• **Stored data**
□ □ □

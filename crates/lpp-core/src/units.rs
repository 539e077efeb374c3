// Copyright 2026 James Casey
// SPDX-License-Identifier: Apache-2.0

//! Metric prefixes and measurement units.
//!
//! A unit word is an optional metric prefix followed by a unit symbol:
//! `mL`, `us`, `kg`, `mol`, `rpm`. Splitting is exact-match-first — a
//! word that is itself a unit symbol (`min`, `mol`, `m`) is never broken
//! into prefix + remainder — and the two-character prefix `da` (deka) is
//! tried before the single-character prefixes.

/// A metric prefix scaling a unit by a power of ten.
#[derive(Debug, Clone, Copy, PartialEq, Eq, Hash, Default)]
pub enum Prefix {
    Yotta,
    Zetta,
    Exa,
    Peta,
    Tera,
    Giga,
    Mega,
    Kilo,
    Hecto,
    Deka,
    Deci,
    Centi,
    Milli,
    Micro,
    Nano,
    Pico,
    Femto,
    Atto,
    Zepto,
    Yocto,
    #[default]
    None,
}

impl Prefix {
    /// All prefixes with their symbol, largest-scale first.
    const TABLE: &'static [(&'static str, Prefix)] = &[
        ("Y", Self::Yotta),
        ("Z", Self::Zetta),
        ("E", Self::Exa),
        ("P", Self::Peta),
        ("T", Self::Tera),
        ("G", Self::Giga),
        ("M", Self::Mega),
        ("k", Self::Kilo),
        ("h", Self::Hecto),
        ("da", Self::Deka),
        ("d", Self::Deci),
        ("c", Self::Centi),
        ("m", Self::Milli),
        ("u", Self::Micro),
        ("n", Self::Nano),
        ("p", Self::Pico),
        ("f", Self::Femto),
        ("a", Self::Atto),
        ("z", Self::Zepto),
        ("y", Self::Yocto),
    ];

    /// Looks up a prefix by its symbol.
    #[must_use]
    pub fn from_symbol(symbol: &str) -> Option<Self> {
        Self::TABLE
            .iter()
            .find(|(text, _)| *text == symbol)
            .map(|(_, prefix)| *prefix)
    }

    /// Returns the symbol for this prefix (empty for [`Prefix::None`]).
    #[must_use]
    pub fn symbol(self) -> &'static str {
        Self::TABLE
            .iter()
            .find(|(_, prefix)| *prefix == self)
            .map_or("", |(text, _)| text)
    }

    /// Returns the power-of-ten scale factor.
    #[must_use]
    pub fn scale(self) -> f64 {
        match self {
            Self::Yotta => 1e24,
            Self::Zetta => 1e21,
            Self::Exa => 1e18,
            Self::Peta => 1e15,
            Self::Tera => 1e12,
            Self::Giga => 1e9,
            Self::Mega => 1e6,
            Self::Kilo => 1e3,
            Self::Hecto => 1e2,
            Self::Deka => 1e1,
            Self::Deci => 1e-1,
            Self::Centi => 1e-2,
            Self::Milli => 1e-3,
            Self::Micro => 1e-6,
            Self::Nano => 1e-9,
            Self::Pico => 1e-12,
            Self::Femto => 1e-15,
            Self::Atto => 1e-18,
            Self::Zepto => 1e-21,
            Self::Yocto => 1e-24,
            Self::None => 1.0,
        }
    }
}

/// A measurement unit symbol.
#[derive(Debug, Clone, Copy, PartialEq, Eq, Hash, Default)]
pub enum Unit {
    Liter,
    Second,
    Minute,
    Hour,
    Gram,
    Celsius,
    Fahrenheit,
    Kelvin,
    Volt,
    Ampere,
    Mole,
    Molar,
    Meter,
    Candela,
    Gforce,
    Rpm,
    #[default]
    None,
}

impl Unit {
    /// Unit symbols, longest first so `mol` wins over `m`.
    const TABLE: &'static [(&'static str, Unit)] = &[
        ("min", Self::Minute),
        ("mol", Self::Mole),
        ("rpm", Self::Rpm),
        ("cd", Self::Candela),
        ("L", Self::Liter),
        ("s", Self::Second),
        ("h", Self::Hour),
        ("g", Self::Gram),
        ("C", Self::Celsius),
        ("F", Self::Fahrenheit),
        ("K", Self::Kelvin),
        ("V", Self::Volt),
        ("A", Self::Ampere),
        ("M", Self::Molar),
        ("m", Self::Meter),
        ("G", Self::Gforce),
    ];

    /// Looks up a unit by its exact symbol.
    #[must_use]
    pub fn from_symbol(symbol: &str) -> Option<Self> {
        Self::TABLE
            .iter()
            .find(|(text, _)| *text == symbol)
            .map(|(_, unit)| *unit)
    }

    /// Returns the symbol for this unit (empty for [`Unit::None`]).
    #[must_use]
    pub fn symbol(self) -> &'static str {
        Self::TABLE
            .iter()
            .find(|(_, unit)| *unit == self)
            .map_or("", |(text, _)| text)
    }
}

/// Splits a word into `(prefix, unit)`.
///
/// Exact unit symbols match unprefixed first; otherwise the leading one
/// or two characters must be a metric prefix and the remainder a unit
/// symbol. Returns `None` when the word is not a unit.
#[must_use]
pub fn split_unit(word: &str) -> Option<(Prefix, Unit)> {
    if let Some(unit) = Unit::from_symbol(word) {
        return Some((Prefix::None, unit));
    }
    // "da" is the only two-character prefix; try it before single chars.
    if let Some(rest) = word.strip_prefix("da") {
        if let Some(unit) = Unit::from_symbol(rest) {
            return Some((Prefix::Deka, unit));
        }
    }
    let mut chars = word.chars();
    let first = chars.next()?;
    let prefix = Prefix::from_symbol(&first.to_string())?;
    let unit = Unit::from_symbol(chars.as_str())?;
    Some((prefix, unit))
}

/// Returns true if `word` lexes as a unit (optional prefix + unit symbol).
#[must_use]
pub fn is_unit_word(word: &str) -> bool {
    split_unit(word).is_some()
}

□ □ □

• **Problem details**
Output the data in full, exactly as it stands.

• **Output below**
filename crates/lpp-core/src/units.rs
repository 539e077efeb374c3
// Copyright 2026 James Casey
// SPDX-License-Identifier: Apache-2.0

//! Metric prefixes and measurement units.
//!
//! A unit word is an optional metric prefix followed by a unit symbol:
//! `mL`, `us`, `kg`, `mol`, `rpm`. Splitting is exact-match-first — a
//! word that is itself a unit symbol (`min`, `mol`, `m`) is never broken
//! into prefix + remainder — and the two-character prefix `da` (deka) is
//! tried before the single-character prefixes.

/// A metric prefix scaling a unit by a power of ten.
#[derive(Debug, Clone, Copy, PartialEq, Eq, Hash, Default)]
pub enum Prefix {
    Yotta,
    Zetta,
    Exa,
    Peta,
    Tera,
    Giga,
    Mega,
    Kilo,
    Hecto,
    Deka,
    Deci,
    Centi,
    Milli,
    Micro,
    Nano,
    Pico,
    Femto,
    Atto,
    Zepto,
    Yocto,
    #[default]
    None,
}

impl Prefix {
    /// All prefixes with their symbol, largest-scale first.
    const TABLE: &'static [(&'static str, Prefix)] = &[
        ("Y", Self::Yotta),
        ("Z", Self::Zetta),
        ("E", Self::Exa),
        ("P", Self::Peta),
        ("T", Self::Tera),
        ("G", Self::Giga),
        ("M", Self::Mega),
        ("k", Self::Kilo),
        ("h", Self::Hecto),
        ("da", Self::Deka),
        ("d", Self::Deci),
        ("c", Self::Centi),
        ("m", Self::Milli),
        ("u", Self::Micro),
        ("n", Self::Nano),
        ("p", Self::Pico),
        ("f", Self::Femto),
        ("a", Self::Atto),
        ("z", Self::Zepto),
        ("y", Self::Yocto),
    ];

    /// Looks up a prefix by its symbol.
    #[must_use]
    pub fn from_symbol(symbol: &str) -> Option<Self> {
        Self::TABLE
            .iter()
            .find(|(text, _)| *text == symbol)
            .map(|(_, prefix)| *prefix)
    }

    /// Returns the symbol for this prefix (empty for [`Prefix::None`]).
    #[must_use]
    pub fn symbol(self) -> &'static str {
        Self::TABLE
            .iter()
            .find(|(_, prefix)| *prefix == self)
            .map_or("", |(text, _)| text)
    }

    /// Returns the power-of-ten scale factor.
    #[must_use]
    pub fn scale(self) -> f64 {
        match self {
            Self::Yotta => 1e24,
            Self::Zetta => 1e21,
            Self::Exa => 1e18,
            Self::Peta => 1e15,
            Self::Tera => 1e12,
            Self::Giga => 1e9,
            Self::Mega => 1e6,
            Self::Kilo => 1e3,
            Self::Hecto => 1e2,
            Self::Deka => 1e1,
            Self::Deci => 1e-1,
            Self::Centi => 1e-2,
            Self::Milli => 1e-3,
            Self::Micro => 1e-6,
            Self::Nano => 1e-9,
            Self::Pico => 1e-12,
            Self::Femto => 1e-15,
            Self::Atto => 1e-18,
            Self::Zepto => 1e-21,
            Self::Yocto => 1e-24,
            Self::None => 1.0,
        }
    }
}

/// A measurement unit symbol.
#[derive(Debug, Clone, Copy, PartialEq, Eq, Hash, Default)]
pub enum Unit {
    Liter,
    Second,
    Minute,
    Hour,
    Gram,
    Celsius,
    Fahrenheit,
    Kelvin,
    Volt,
    Ampere,
    Mole,
    Molar,
    Meter,
    Candela,
    Gforce,
    Rpm,
    #[default]
    None,
}

impl Unit {
    /// Unit symbols, longest first so `mol` wins over `m`.
    const TABLE: &'static [(&'static str, Unit)] = &[
        ("min", Self::Minute),
        ("mol", Self::Mole),
        ("rpm", Self::Rpm),
        ("cd", Self::Candela),
        ("L", Self::Liter),
        ("s", Self::Second),
        ("h", Self::Hour),
        ("g", Self::Gram),
        ("C", Self::Celsius),
        ("F", Self::Fahrenheit),
        ("K", Self::Kelvin),
        ("V", Self::Volt),
        ("A", Self::Ampere),
        ("M", Self::Molar),
        ("m", Self::Meter),
        ("G", Self::Gforce),
    ];

    /// Looks up a unit by its exact symbol.
    #[must_use]
    pub fn from_symbol(symbol: &str) -> Option<Self> {
        Self::TABLE
            .iter()
            .find(|(text, _)| *text == symbol)
            .map(|(_, unit)| *unit)
    }

    /// Returns the symbol for this unit (empty for [`Unit::None`]).
    #[must_use]
    pub fn symbol(self) -> &'static str {
        Self::TABLE
            .iter()
            .find(|(_, unit)| *unit == self)
            .map_or("", |(text, _)| text)
    }
}

/// Splits a word into `(prefix, unit)`.
///
/// Exact unit symbols match unprefixed first; otherwise the leading one
/// or two characters must be a metric prefix and the remainder a unit
/// symbol. Returns `None` when the word is not a unit.
#[must_use]
pub fn split_unit(word: &str) -> Option<(Prefix, Unit)> {
    if let Some(unit) = Unit::from_symbol(word) {
        return Some((Prefix::None, unit));
    }
    // "da" is the only two-character prefix; try it before single chars.
    if let Some(rest) = word.strip_prefix("da") {
        if let Some(unit) = Unit::from_symbol(rest) {
            return Some((Prefix::Deka, unit));
        }
    }
    let mut chars = word.chars();
    let first = chars.next()?;
    let prefix = Prefix::from_symbol(&first.to_string())?;
    let unit = Unit::from_symbol(chars.as_str())?;
    Some((prefix, unit))
}

/// Returns true if `word` lexes as a unit (optional prefix + unit symbol).
#[must_use]
pub fn is_unit_word(word: &str) -> bool {
    split_unit(word).is_some()
}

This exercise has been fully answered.